In order to perform both bubble detection and flow measurement, a
45-degree angle is suitable, although other angles can be used.
[0128] The construction of the ultrasonic probe is not particularly
limited, but the probe does need to rigidly maintain the position
and orientation of the piezoelectric crystals. The ultrasonic probe
also needs to provide a receptacle for positioning and holding the
return tube in place to perform bubble detection and flow
measurement. Advantageously, an epoxy resin can be used to set the
position of the crystals in the ultrasonic probe, and a slot for
the return tube can be either molded or machined into the epoxy
resin to establish the position of the tubing. Various means, such
as a hinged door, can be used to load and capture the return tube
in place for bubble and flow measurement.
[0129] In operation, the ultrasonic probe 2060 uses one crystal as
a transmitter and the other as a receiver. For bubble detection, a
probe can use one crystal as the transmitter and one as the
receiver. For flow measurement, crystals are used alternately as
transmitter and receiver, so that the resulting time-of-flight
difference between upstream and downstream transit times can be
used to measure flow rate (an upstream signal travels against fluid
flow, whereas a downstream signal travels in the same relative
direction as fluid flow). In order to perform both bubble detection
and flow measurement, the crystals can be alternated as
transmitters and receivers with no impact on bubble detection.
[0130] The DSP 2300 is the processor whose software controls the
generation of input signal to the ultrasonic probe 2060 and whose
software captures and processes the return signal from the probe.
The DSP operation can be initiated (booted) and commanded by the
system controller 2080 using an external memory (volatile or
non-volatile) such as flash memory 2310. Once initiated, the DSP
software can send data to and receive commands from the
microprocessor of the system controller 2080.
[0131] In order to perform both bubble measurement and flow
measurement, precise timing of signal generation and signal capture
is essential. Advantageously, the DSP can use a single clock 2320
to control timing of signal generation by the Direct Digital
Synthesizer (DDS) 2330, signal path switching by the analog
switches 2340, and signal capture by the Analog to Digital
Converter (ADC) 2350. Both transmit and receive analog switch
timing and signal routing directions are controlled by signals from
the DSP. After the receive signal has been converted into the
digital domain by the ADC 2350, the DSP software performs bubble
detection and flow measurement using the converted signal data.

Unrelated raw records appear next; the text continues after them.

//! Confirmation Modal Component
//!
//! Overlay asking the user to confirm a destructive action. When a phrase
//! is required the confirm button stays disabled until it is typed exactly.

use yew::prelude::*;

/// A destructive action waiting for confirmation
#[derive(Clone, PartialEq)]
pub struct PendingConfirm {
    pub message: String,
    /// Phrase the user must type, if any
    pub phrase: Option<&'static str>,
    /// Receives the typed text (empty when no phrase is required)
    pub on_confirm: Callback<String>,
}

impl PendingConfirm {
    pub fn new(message: impl Into<String>, on_confirm: Callback<String>) -> Self {
        Self {
            message: message.into(),
            phrase: None,
            on_confirm,
        }
    }

    pub fn with_phrase(mut self, phrase: &'static str) -> Self {
        self.phrase = Some(phrase);
        self
    }
}

#[derive(Properties, PartialEq)]
pub struct ConfirmModalProps {
    pub pending: PendingConfirm,
    pub on_close: Callback<()>,
}

#[function_component(ConfirmModal)]
pub fn confirm_modal(props: &ConfirmModalProps) -> Html {
    let typed = use_state(String::new);
    let pending = &props.pending;

    let cancel = {
        let on_close = props.on_close.clone();
        Callback::from(move |_: MouseEvent| on_close.emit(()))
    };

    let on_input = {
        let typed = typed.clone();
        Callback::from(move |e: InputEvent| {
            let input: web_sys::HtmlInputElement = e.target_unchecked_into();
            typed.set(input.value());
        })
    };

    let confirm = {
        let typed = typed.clone();
        let on_confirm = pending.on_confirm.clone();
        let on_close = props.on_close.clone();
        Callback::from(move |_: MouseEvent| {
            on_confirm.emit((*typed).clone());
            on_close.emit(());
        })
    };

    let ready = pending
        .phrase
        .map_or(true, |phrase| typed.trim() == phrase);

    html! {
        <div class="modal-overlay" onclick={cancel.clone()}>
            <div class="confirm-modal" onclick={Callback::from(|e: MouseEvent| e.stop_propagation())}>
                <p>{ &pending.message }</p>
                if let Some(phrase) = pending.phrase {
                    <label class="confirm-phrase">
                        { "Type " }<code>{ phrase }</code>{ " to continue" }
                        <input type="text" value={(*typed).clone()} oninput={on_input} />
                    </label>
                }
                <div class="confirm-actions">
                    <button class="cancel-button" onclick={cancel}>
                        { "Cancel" }
                    </button>
                    <button class="confirm-button" onclick={confirm} disabled={!ready}>
                        { "Confirm" }
                    </button>
                </div>
            </div>
        </div>
    }
}
/// Storage bucket holding topic attachments. Objects are publicly readable.
pub const ATTACHMENTS_BUCKET: &str = "attachments";

/// Phrase the user must type before the study history is wiped.
pub const HISTORY_RESET_PHRASE: &str = "DELETE HISTORY";

/// Browser localStorage key holding the persisted session.
pub const SESSION_STORAGE_KEY: &str = "studyflow.session";

/// Browser localStorage key holding the ids of expanded subjects.
pub const EXPANDED_SUBJECTS_KEY: &str = "studyflow.expanded_subjects";

/// Seconds before the reported expiry at which a session is treated as expired.
pub const EXPIRY_MARGIN_SECS: i64 = 30;

/// Largest attachment accepted for upload (50 MiB, the storage default).
pub const MAX_UPLOAD_BYTES: usize = 50 * 1024 * 1024;

/// Display name for schedule rows whose subject could not be joined.
pub const UNNAMED_SUBJECT: &str = "Unnamed subject";
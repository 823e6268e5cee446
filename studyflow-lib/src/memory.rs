//! In-memory backend
//!
//! [`MemoryApi`] implements [`StudyApi`] against plain vectors. It checks
//! access tokens and enforces row ownership the way the hosted backend's
//! row-level security does, and any operation can be made to fail.
//!
//! There are no foreign keys: deleting a subject leaves its topics behind,
//! which is exactly what the cascade script is for.

use std::cell::RefCell;
use std::collections::{BTreeMap, HashMap, HashSet};
use std::rc::Rc;

use chrono::{DateTime, Duration, NaiveDate, Utc};
use uuid::Uuid;

use shared::api::{
    Credentials, NewAttachment, NewFlashcard, NewScheduleEntry, NewStudySession, NewSubject,
    NewTopic, TopicPatch,
};
use shared::protocol::UNNAMED_SUBJECT;
use shared::{
    ApiError, Attachment, Flashcard, ScheduleEntry, Session, StudyApi, StudySession, Subject,
    Topic, UserInfo, Weekday,
};

/// Operations that can be made to fail
#[derive(Debug, Clone, Copy, PartialEq, Eq, Hash)]
pub enum MemoryOp {
    SignUp,
    SignIn,
    Refresh,
    SignOut,
    ListSubjects,
    InsertSubject,
    DeleteSubject,
    ListTopicIds,
    InsertTopic,
    UpdateTopic,
    DeleteTopics,
    InsertAttachment,
    DeleteAttachment,
    DeleteAttachmentsForTopics,
    UploadObject,
    ListFlashcards,
    InsertFlashcard,
    RescheduleFlashcard,
    DeleteFlashcard,
    DeleteFlashcardsWithLabel,
    ListStudySessions,
    InsertStudySession,
    DeleteStudySessions,
    ListSchedule,
    InsertScheduleEntry,
    DeleteScheduleEntry,
}

const TOKEN_LIFETIME_SECS: i64 = 3600;
const MIN_PASSWORD_LEN: usize = 6;

#[derive(Debug, Clone)]
struct Account {
    user: UserInfo,
    password: String,
    confirmed: bool,
}
//! Hook tracking the signed-in session for the lifetime of the app.

use shared::protocol::SESSION_STORAGE_KEY;
use shared::Session;
use studyflow_lib::SessionManager;
use wasm_bindgen_futures::spawn_local;
use yew::prelude::*;

use crate::storage;
use crate::transport::web_api;
use crate::utils;

/// Auth state shared through context
#[derive(Clone)]
pub struct AuthContext {
    pub manager: SessionManager,
    pub session: Option<Session>,
    /// True until the stored session has been checked
    pub restoring: bool,
}

impl PartialEq for AuthContext {
    fn eq(&self, other: &Self) -> bool {
        self.session == other.session && self.restoring == other.restoring
    }
}

fn persist(session: Option<&Session>) {
    match session {
        Some(session) => storage::save(SESSION_STORAGE_KEY, session),
        None => storage::remove(SESSION_STORAGE_KEY),
    }
}

/// Hook owning the app's [`SessionManager`].
///
/// On mount the persisted session is restored (refreshing it if expired) and
/// a listener is subscribed that mirrors every change into component state
/// and localStorage. The listener is dropped on unmount.
#[hook]
pub fn use_session() -> AuthContext {
    let manager = use_memo((), |_| SessionManager::new());
    let session = use_state(|| None::<Session>);
    let restoring = use_state(|| true);

    {
        let manager = (*manager).clone();
        let session = session.clone();
        let restoring = restoring.clone();
        use_effect_with((), move |_| {
            let subscription = manager.subscribe(move |current| {
                persist(current);
                session.set(current.cloned());
            });

            spawn_local(async move {
                let stored: Option<Session> = storage::load(SESSION_STORAGE_KEY);
                manager.restore(&web_api(), stored, utils::now_secs()).await;
                restoring.set(false);
            });

            move || drop(subscription)
        });
    }

    AuthContext {
        manager: (*manager).clone(),
        session: (*session).clone(),
        restoring: *restoring,
    }
}

/// Read the auth context provided by the app root
#[hook]
pub fn use_auth() -> AuthContext {
    match use_context::<AuthContext>() {
        Some(ctx) => ctx,
        None => {
            log::error!("use_auth called outside the auth provider");
            AuthContext {
                manager: SessionManager::new(),
                session: None,
                restoring: false,
            }
        }
    }
}
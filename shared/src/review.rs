//! Spaced-repetition scheduling and flashcard folders

use std::collections::BTreeMap;

use chrono::{Days, NaiveDate};

use crate::{Difficulty, Flashcard};

impl Difficulty {
    /// Days until the card is shown again
    pub fn delay_days(self) -> u64 {
        match self {
            Difficulty::Easy => 4,
            Difficulty::Medium => 2,
            Difficulty::Hard => 0,
        }
    }
}

/// Review date for a card answered with `difficulty` on `today`
pub fn next_review_date(today: NaiveDate, difficulty: Difficulty) -> NaiveDate {
    today
        .checked_add_days(Days::new(difficulty.delay_days()))
        .unwrap_or(NaiveDate::MAX)
}

/// A card is due when it has no review date or the date is not after today
pub fn is_due(card: &Flashcard, today: NaiveDate) -> bool {
    card.next_review.map_or(true, |date| date <= today)
}

pub fn due_count(cards: &[Flashcard], today: NaiveDate) -> usize {
    cards.iter().filter(|card| is_due(card, today)).count()
}

/// Cards sharing a label
#[derive(Debug, Clone, PartialEq, Eq)]
pub struct FlashcardFolder {
    pub label: String,
    /// Due cards first, then by review date
    pub cards: Vec<Flashcard>,
    /// Whether any card in the folder is due
    pub pending: bool,
}

impl FlashcardFolder {
    pub fn due_count(&self, today: NaiveDate) -> usize {
        due_count(&self.cards, today)
    }
}

/// Group cards by label, folders sorted by label
pub fn group_into_folders(cards: &[Flashcard], today: NaiveDate) -> Vec<FlashcardFolder> {
    let mut by_label: BTreeMap<&str, Vec<Flashcard>> = BTreeMap::new();
    for card in cards {
        by_label
            .entry(card.label.as_str())
            .or_default()
            .push(card.clone());
    }

    by_label
        .into_iter()
        .map(|(label, mut cards)| {
            // Stable: ties keep creation order
            cards.sort_by_key(|card| (!is_due(card, today), card.next_review));
            let pending = cards.iter().any(|card| is_due(card, today));
            FlashcardFolder {
                label: label.to_string(),
                cards,
                pending,
            }
        })
        .collect()
}
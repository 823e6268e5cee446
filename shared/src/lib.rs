use chrono::{DateTime, NaiveDate, Utc};
use serde::{Deserialize, Deserializer, Serialize};
use uuid::Uuid;

// Protocol constants shared between the UI and the CLI
pub mod protocol;

// API contract and request bodies
pub mod api;
pub use api::{ApiClientConfig, ApiError, StudyApi};

// Supabase REST implementation of the API contract
pub mod supabase;

// Derived presentation rules
pub mod progress;
pub mod report;
pub mod review;
pub mod storage;

// ============================================================================
// Auth
// ============================================================================

/// The signed-in user as reported by the auth service
#[derive(Debug, Clone, PartialEq, Eq, Serialize, Deserialize)]
pub struct UserInfo {
    pub id: Uuid,
    #[serde(default)]
    pub email: Option<String>,
}

/// An authenticated session.
///
/// Every data-access call takes the session explicitly: the access token
/// authorizes the request and `user.id` scopes every row it reads or writes.
#[derive(Debug, Clone, PartialEq, Eq, Serialize, Deserialize)]
pub struct Session {
    pub access_token: String,
    pub refresh_token: String,
    /// Unix timestamp (seconds) after which the access token is rejected
    #[serde(default)]
    pub expires_at: Option<i64>,
    pub user: UserInfo,
}

impl Session {
    /// Owner id applied to every row this session touches
    pub fn owner_id(&self) -> Uuid {
        self.user.id
    }

    /// Whether the access token should be refreshed before use at `now`
    /// (unix seconds). Sessions without a known expiry never expire locally.
    pub fn is_expired_at(&self, now: i64) -> bool {
        match self.expires_at {
            Some(expires_at) => expires_at - protocol::EXPIRY_MARGIN_SECS <= now,
            None => false,
        }
    }
}

// ============================================================================
// Subjects and topics
// ============================================================================

/// Study progress of a topic. Cycles critical -> reading -> reviewed -> critical.
#[derive(Debug, Clone, Copy, PartialEq, Eq, Hash, Default, Serialize, Deserialize)]
#[serde(rename_all = "lowercase")]
pub enum TopicStatus {
    #[default]
    Critical,
    Reading,
    Reviewed,
}

impl TopicStatus {
    /// Cycle order used by [`TopicStatus::next`]
    pub const CYCLE: [TopicStatus; 3] = [
        TopicStatus::Critical,
        TopicStatus::Reading,
        TopicStatus::Reviewed,
    ];

    pub fn as_str(&self) -> &'static str {
        match self {
            TopicStatus::Critical => "critical",
            TopicStatus::Reading => "reading",
            TopicStatus::Reviewed => "reviewed",
        }
    }

    pub fn parse(value: &str) -> Option<Self> {
        match value {
            "critical" => Some(TopicStatus::Critical),
            "reading" => Some(TopicStatus::Reading),
            "reviewed" => Some(TopicStatus::Reviewed),
            _ => None,
        }
    }

    /// The status after this one in the cycle
    pub fn next(self) -> Self {
        let index = Self::CYCLE.iter().position(|s| *s == self).unwrap_or(0);
        Self::CYCLE[(index + 1) % Self::CYCLE.len()]
    }

    /// Weight of this status in subject progress
    pub fn points(self) -> u32 {
        match self {
            TopicStatus::Critical => 1,
            TopicStatus::Reading => 2,
            TopicStatus::Reviewed => 3,
        }
    }

    pub fn label(self) -> &'static str {
        match self {
            TopicStatus::Critical => "Critical",
            TopicStatus::Reading => "Reading",
            TopicStatus::Reviewed => "Reviewed",
        }
    }
}

/// Next status for a topic whose stored status may be missing
pub fn cycle_status(current: Option<TopicStatus>) -> TopicStatus {
    current.unwrap_or_default().next()
}

/// Missing, null, or unrecognised statuses read as critical
fn status_or_default<'de, D>(deserializer: D) -> Result<TopicStatus, D::Error>
where
    D: Deserializer<'de>,
{
    let raw = Option::<String>::deserialize(deserializer)?;
    Ok(raw
        .as_deref()
        .and_then(TopicStatus::parse)
        .unwrap_or_default())
}

/// A file linked to a topic, stored in object storage
#[derive(Debug, Clone, PartialEq, Eq, Serialize, Deserialize)]
pub struct Attachment {
    pub id: Uuid,
    pub topic_id: Uuid,
    pub user_id: Uuid,
    /// File name as picked by the user (not the sanitized storage name)
    pub file_name: String,
    /// Public URL of the stored object
    pub url: String,
    pub created_at: DateTime<Utc>,
}

/// A learning objective within a subject
#[derive(Debug, Clone, PartialEq, Eq, Serialize, Deserialize)]
pub struct Topic {
    pub id: Uuid,
    pub subject_id: Uuid,
    pub user_id: Uuid,
    pub name: String,
    #[serde(default, deserialize_with = "status_or_default")]
    pub status: TopicStatus,
    #[serde(default)]
    pub notes: Option<String>,
    pub created_at: DateTime<Utc>,
    #[serde(default)]
    pub attachments: Vec<Attachment>,
}

/// Top-level study category, loaded with its topics and their attachments
#[derive(Debug, Clone, PartialEq, Eq, Serialize, Deserialize)]
pub struct Subject {
    pub id: Uuid,
    pub user_id: Uuid,
    pub name: String,
    pub created_at: DateTime<Utc>,
    #[serde(default)]
    pub topics: Vec<Topic>,
}

// ============================================================================
// Flashcards
// ============================================================================

/// How hard a flashcard felt when reviewed
#[derive(Debug, Clone, Copy, PartialEq, Eq, Hash, Serialize, Deserialize)]
#[serde(rename_all = "lowercase")]
pub enum Difficulty {
    Easy,
    Medium,
    Hard,
}

impl Difficulty {
    pub const ALL: [Difficulty; 3] = [Difficulty::Easy, Difficulty::Medium, Difficulty::Hard];

    pub fn as_str(&self) -> &'static str {
        match self {
            Difficulty::Easy => "easy",
            Difficulty::Medium => "medium",
            Difficulty::Hard => "hard",
        }
    }

    pub fn parse(value: &str) -> Option<Self> {
        match value.to_ascii_lowercase().as_str() {
            "easy" => Some(Difficulty::Easy),
            "medium" => Some(Difficulty::Medium),
            "hard" => Some(Difficulty::Hard),
            _ => None,
        }
    }
}

/// A question/answer pair filed under a label
#[derive(Debug, Clone, PartialEq, Eq, Serialize, Deserialize)]
pub struct Flashcard {
    pub id: Uuid,
    pub user_id: Uuid,
    /// Folder the card is grouped under
    pub label: String,
    pub question: String,
    pub answer: String,
    /// Calendar date the card is due again; unset means due now
    #[serde(default)]
    pub next_review: Option<NaiveDate>,
    pub created_at: DateTime<Utc>,
}

// ============================================================================
// Study sessions
// ============================================================================

/// A recorded stretch of focused study time
#[derive(Debug, Clone, PartialEq, Eq, Serialize, Deserialize)]
pub struct StudySession {
    pub id: Uuid,
    pub user_id: Uuid,
    pub total_seconds: i64,
    pub created_at: DateTime<Utc>,
}

// ============================================================================
// Weekly schedule
// ============================================================================

/// Day code stored on schedule rows
#[derive(Debug, Clone, Copy, PartialEq, Eq, Hash, PartialOrd, Ord, Serialize, Deserialize)]
pub enum Weekday {
    #[serde(rename = "MON")]
    Mon,
    #[serde(rename = "TUE")]
    Tue,
    #[serde(rename = "WED")]
    Wed,
    #[serde(rename = "THU")]
    Thu,
    #[serde(rename = "FRI")]
    Fri,
    #[serde(rename = "SAT")]
    Sat,
    #[serde(rename = "SUN")]
    Sun,
}

impl Weekday {
    /// Monday-first display order
    pub const ALL: [Weekday; 7] = [
        Weekday::Mon,
        Weekday::Tue,
        Weekday::Wed,
        Weekday::Thu,
        Weekday::Fri,
        Weekday::Sat,
        Weekday::Sun,
    ];

    pub fn code(&self) -> &'static str {
        match self {
            Weekday::Mon => "MON",
            Weekday::Tue => "TUE",
            Weekday::Wed => "WED",
            Weekday::Thu => "THU",
            Weekday::Fri => "FRI",
            Weekday::Sat => "SAT",
            Weekday::Sun => "SUN",
        }
    }

    /// Accepts the stored code in any case ("mon", "MON", "Mon")
    pub fn parse(value: &str) -> Option<Self> {
        let upper = value.trim().to_ascii_uppercase();
        Self::ALL.into_iter().find(|day| day.code() == upper)
    }

    pub fn label(&self) -> &'static str {
        match self {
            Weekday::Mon => "Monday",
            Weekday::Tue => "Tuesday",
            Weekday::Wed => "Wednesday",
            Weekday::Thu => "Thursday",
            Weekday::Fri => "Friday",
            Weekday::Sat => "Saturday",
            Weekday::Sun => "Sunday",
        }
    }
}

impl From<chrono::Weekday> for Weekday {
    fn from(day: chrono::Weekday) -> Self {
        match day {
            chrono::Weekday::Mon => Weekday::Mon,
            chrono::Weekday::Tue => Weekday::Tue,
            chrono::Weekday::Wed => Weekday::Wed,
            chrono::Weekday::Thu => Weekday::Thu,
            chrono::Weekday::Fri => Weekday::Fri,
            chrono::Weekday::Sat => Weekday::Sat,
            chrono::Weekday::Sun => Weekday::Sun,
        }
    }
}

/// A subject assigned to a weekday, with the subject name joined at read time
#[derive(Debug, Clone, PartialEq, Eq, Serialize, Deserialize)]
pub struct ScheduleEntry {
    pub id: Uuid,
    pub user_id: Uuid,
    pub weekday: Weekday,
    pub subject_id: Uuid,
    /// Name of the assigned subject, or a placeholder when the join is empty
    pub subject_name: String,
}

[0132] Transmit Signal Generation
[0133] The DSP software controls the timing of the transmit signal
generation. The DSP software commands the DDS 2330 to generate the
transmit (excitation) signal for the ultrasonic probe 2060. The
transmit signal is defined and controlled by the DSP 2300, sending
waveform definition, frequency, and timing to the DDS 2330. The DDS
2330 can generate a stepped sinusoidal signal, square wave signal,
or other signal forms. The signal may include a single pulse or a
series of pulses at various frequencies. In one embodiment of the
present invention, the signal generated by the DDS 2230 is a
stepped sinusoidal signal and has twenty pulses (cycles) at a 3.6
MHz frequency. The signal has a 10 KHz (100 microsecond) repetition
rate that is generated by the DDS 2330 using the data, control, and
clock signals from the DSP 2300. The stepped sign wave can be high
pass filtered, amplified, and transmitted on signal line 2360. The
signal is gated to the transmitter of the crystal pair by the
transmit section of the analog switch 2340. The transmitted signal
can be either single-ended (referenced to ground) or differential
(not referenced to ground), Advantageously, a 10 V differential
signal is used (+/-5 Volt peaks), although other voltages could be
used. The transmit signal propagates from the transmitting crystal
through the tubing containing the flowing solution and generates a
receiving signal by exciting the receiving crystal.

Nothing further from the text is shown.